* _To do_
Every record must reappear in the answer exactly as given.

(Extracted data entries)
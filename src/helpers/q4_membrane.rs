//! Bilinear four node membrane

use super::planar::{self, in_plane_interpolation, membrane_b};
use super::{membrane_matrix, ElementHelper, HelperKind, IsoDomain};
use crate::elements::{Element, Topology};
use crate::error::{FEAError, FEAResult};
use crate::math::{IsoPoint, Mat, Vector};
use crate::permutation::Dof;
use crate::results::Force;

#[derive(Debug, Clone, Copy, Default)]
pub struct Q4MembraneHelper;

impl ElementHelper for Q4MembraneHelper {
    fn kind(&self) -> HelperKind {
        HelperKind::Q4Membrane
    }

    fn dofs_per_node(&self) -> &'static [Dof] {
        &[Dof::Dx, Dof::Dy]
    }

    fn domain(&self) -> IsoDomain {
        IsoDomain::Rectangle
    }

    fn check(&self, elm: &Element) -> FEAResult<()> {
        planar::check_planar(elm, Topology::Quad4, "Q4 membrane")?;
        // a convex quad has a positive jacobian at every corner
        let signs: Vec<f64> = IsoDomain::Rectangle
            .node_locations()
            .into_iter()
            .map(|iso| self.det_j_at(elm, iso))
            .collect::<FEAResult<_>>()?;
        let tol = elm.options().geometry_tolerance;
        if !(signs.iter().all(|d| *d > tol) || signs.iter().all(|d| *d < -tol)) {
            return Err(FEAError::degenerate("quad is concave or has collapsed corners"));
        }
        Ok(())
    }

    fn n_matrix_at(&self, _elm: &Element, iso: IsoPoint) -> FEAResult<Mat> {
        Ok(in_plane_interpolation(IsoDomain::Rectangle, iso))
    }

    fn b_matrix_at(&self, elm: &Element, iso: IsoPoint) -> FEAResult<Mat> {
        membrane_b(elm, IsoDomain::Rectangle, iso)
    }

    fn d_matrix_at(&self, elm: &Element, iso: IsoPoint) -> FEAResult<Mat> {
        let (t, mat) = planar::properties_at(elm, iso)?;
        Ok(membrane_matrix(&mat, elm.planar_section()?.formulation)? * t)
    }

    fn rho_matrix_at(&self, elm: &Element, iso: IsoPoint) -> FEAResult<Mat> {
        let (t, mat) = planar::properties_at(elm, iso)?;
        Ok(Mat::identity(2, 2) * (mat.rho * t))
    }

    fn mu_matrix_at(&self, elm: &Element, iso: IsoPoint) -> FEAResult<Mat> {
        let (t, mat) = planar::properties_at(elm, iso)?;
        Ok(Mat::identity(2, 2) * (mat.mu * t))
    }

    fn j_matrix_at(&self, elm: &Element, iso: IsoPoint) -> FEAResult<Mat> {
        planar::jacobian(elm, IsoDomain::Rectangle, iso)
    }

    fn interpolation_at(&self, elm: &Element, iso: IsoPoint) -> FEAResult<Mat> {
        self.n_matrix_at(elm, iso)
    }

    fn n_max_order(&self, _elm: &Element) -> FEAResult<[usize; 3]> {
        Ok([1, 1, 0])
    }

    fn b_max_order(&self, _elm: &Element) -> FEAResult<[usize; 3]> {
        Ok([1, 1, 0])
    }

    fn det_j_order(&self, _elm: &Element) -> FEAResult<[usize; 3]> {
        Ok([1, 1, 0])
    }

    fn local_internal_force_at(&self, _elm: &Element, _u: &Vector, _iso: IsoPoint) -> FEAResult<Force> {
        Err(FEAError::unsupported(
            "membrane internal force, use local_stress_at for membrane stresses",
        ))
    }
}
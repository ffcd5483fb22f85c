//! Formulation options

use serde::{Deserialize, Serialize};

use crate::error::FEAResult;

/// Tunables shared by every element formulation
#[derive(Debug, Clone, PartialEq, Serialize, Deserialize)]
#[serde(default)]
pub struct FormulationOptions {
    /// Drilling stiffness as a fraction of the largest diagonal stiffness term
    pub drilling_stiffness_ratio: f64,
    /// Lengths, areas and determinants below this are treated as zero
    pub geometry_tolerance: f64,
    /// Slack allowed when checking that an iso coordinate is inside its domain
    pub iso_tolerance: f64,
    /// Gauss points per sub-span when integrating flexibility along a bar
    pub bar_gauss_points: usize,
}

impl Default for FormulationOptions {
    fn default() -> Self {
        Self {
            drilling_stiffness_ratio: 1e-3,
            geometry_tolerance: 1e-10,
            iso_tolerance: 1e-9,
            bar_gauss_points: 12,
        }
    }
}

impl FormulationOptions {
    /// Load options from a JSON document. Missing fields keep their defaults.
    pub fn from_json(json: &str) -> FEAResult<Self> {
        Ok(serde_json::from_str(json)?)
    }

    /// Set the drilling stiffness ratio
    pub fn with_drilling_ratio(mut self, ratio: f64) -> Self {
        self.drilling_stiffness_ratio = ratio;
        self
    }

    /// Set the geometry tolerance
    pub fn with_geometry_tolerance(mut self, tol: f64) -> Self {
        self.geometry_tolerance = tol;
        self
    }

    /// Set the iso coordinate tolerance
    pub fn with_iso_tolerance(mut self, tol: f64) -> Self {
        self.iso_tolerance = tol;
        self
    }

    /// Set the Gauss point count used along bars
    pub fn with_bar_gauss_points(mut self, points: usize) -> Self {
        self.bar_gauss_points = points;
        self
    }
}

* _Task result_
filename src/helpers/q4_membrane.rs
//! Bilinear four node membrane

use super::planar::{self, in_plane_interpolation, membrane_b};
use super::{membrane_matrix, ElementHelper, HelperKind, IsoDomain};
use crate::elements::{Element, Topology};
use crate::error::{FEAError, FEAResult};
use crate::math::{IsoPoint, Mat, Vector};
use crate::permutation::Dof;
use crate::results::Force;

#[derive(Debug, Clone, Copy, Default)]
pub struct Q4MembraneHelper;

impl ElementHelper for Q4MembraneHelper {
    fn kind(&self) -> HelperKind {
        HelperKind::Q4Membrane
    }

    fn dofs_per_node(&self) -> &'static [Dof] {
        &[Dof::Dx, Dof::Dy]
    }

    fn domain(&self) -> IsoDomain {
        IsoDomain::Rectangle
    }

    fn check(&self, elm: &Element) -> FEAResult<()> {
        planar::check_planar(elm, Topology::Quad4, "Q4 membrane")?;
        // a convex quad has a positive jacobian at every corner
        let signs: Vec<f64> = IsoDomain::Rectangle
            .node_locations()
            .into_iter()
            .map(|iso| self.det_j_at(elm, iso))
            .collect::<FEAResult<_>>()?;
        let tol = elm.options().geometry_tolerance;
        if !(signs.iter().all(|d| *d > tol) || signs.iter().all(|d| *d < -tol)) {
            return Err(FEAError::degenerate("quad is concave or has collapsed corners"));
        }
        Ok(())
    }

    fn n_matrix_at(&self, _elm: &Element, iso: IsoPoint) -> FEAResult<Mat> {
        Ok(in_plane_interpolation(IsoDomain::Rectangle, iso))
    }

    fn b_matrix_at(&self, elm: &Element, iso: IsoPoint) -> FEAResult<Mat> {
        membrane_b(elm, IsoDomain::Rectangle, iso)
    }

    fn d_matrix_at(&self, elm: &Element, iso: IsoPoint) -> FEAResult<Mat> {
        let (t, mat) = planar::properties_at(elm, iso)?;
        Ok(membrane_matrix(&mat, elm.planar_section()?.formulation)? * t)
    }

    fn rho_matrix_at(&self, elm: &Element, iso: IsoPoint) -> FEAResult<Mat> {
        let (t, mat) = planar::properties_at(elm, iso)?;
        Ok(Mat::identity(2, 2) * (mat.rho * t))
    }

    fn mu_matrix_at(&self, elm: &Element, iso: IsoPoint) -> FEAResult<Mat> {
        let (t, mat) = planar::properties_at(elm, iso)?;
        Ok(Mat::identity(2, 2) * (mat.mu * t))
    }

    fn j_matrix_at(&self, elm: &Element, iso: IsoPoint) -> FEAResult<Mat> {
        planar::jacobian(elm, IsoDomain::Rectangle, iso)
    }

    fn interpolation_at(&self, elm: &Element, iso: IsoPoint) -> FEAResult<Mat> {
        self.n_matrix_at(elm, iso)
    }

    fn n_max_order(&self, _elm: &Element) -> FEAResult<[usize; 3]> {
        Ok([1, 1, 0])
    }

    fn b_max_order(&self, _elm: &Element) -> FEAResult<[usize; 3]> {
        Ok([1, 1, 0])
    }

    fn det_j_order(&self, _elm: &Element) -> FEAResult<[usize; 3]> {
        Ok([1, 1, 0])
    }

    fn local_internal_force_at(&self, _elm: &Element, _u: &Vector, _iso: IsoPoint) -> FEAResult<Force> {
        Err(FEAError::unsupported(
            "membrane internal force, use local_stress_at for membrane stresses",
        ))
    }
}
repository ffcd5483fb22f85c
//! Formulation options

use serde::{Deserialize, Serialize};

use crate::error::FEAResult;

/// Tunables shared by every element formulation
#[derive(Debug, Clone, PartialEq, Serialize, Deserialize)]
#[serde(default)]
pub struct FormulationOptions {
    /// Drilling stiffness as a fraction of the largest diagonal stiffness term
    pub drilling_stiffness_ratio: f64,
    /// Lengths, areas and determinants below this are treated as zero
    pub geometry_tolerance: f64,
    /// Slack allowed when checking that an iso coordinate is inside its domain
    pub iso_tolerance: f64,
    /// Gauss points per sub-span when integrating flexibility along a bar
    pub bar_gauss_points: usize,
}

impl Default for FormulationOptions {
    fn default() -> Self {
        Self {
            drilling_stiffness_ratio: 1e-3,
            geometry_tolerance: 1e-10,
            iso_tolerance: 1e-9,
            bar_gauss_points: 12,
        }
    }
}

impl FormulationOptions {
    /// Load options from a JSON document. Missing fields keep their defaults.
    pub fn from_json(json: &str) -> FEAResult<Self> {
        Ok(serde_json::from_str(json)?)
    }

    /// Set the drilling stiffness ratio
    pub fn with_drilling_ratio(mut self, ratio: f64) -> Self {
        self.drilling_stiffness_ratio = ratio;
        self
    }

    /// Set the geometry tolerance
    pub fn with_geometry_tolerance(mut self, tol: f64) -> Self {
        self.geometry_tolerance = tol;
        self
    }

    /// Set the iso coordinate tolerance
    pub fn with_iso_tolerance(mut self, tol: f64) -> Self {
        self.iso_tolerance = tol;
        self
    }

    /// Set the Gauss point count used along bars
    pub fn with_bar_gauss_points(mut self, points: usize) -> Self {
        self.bar_gauss_points = points;
        self
    }
}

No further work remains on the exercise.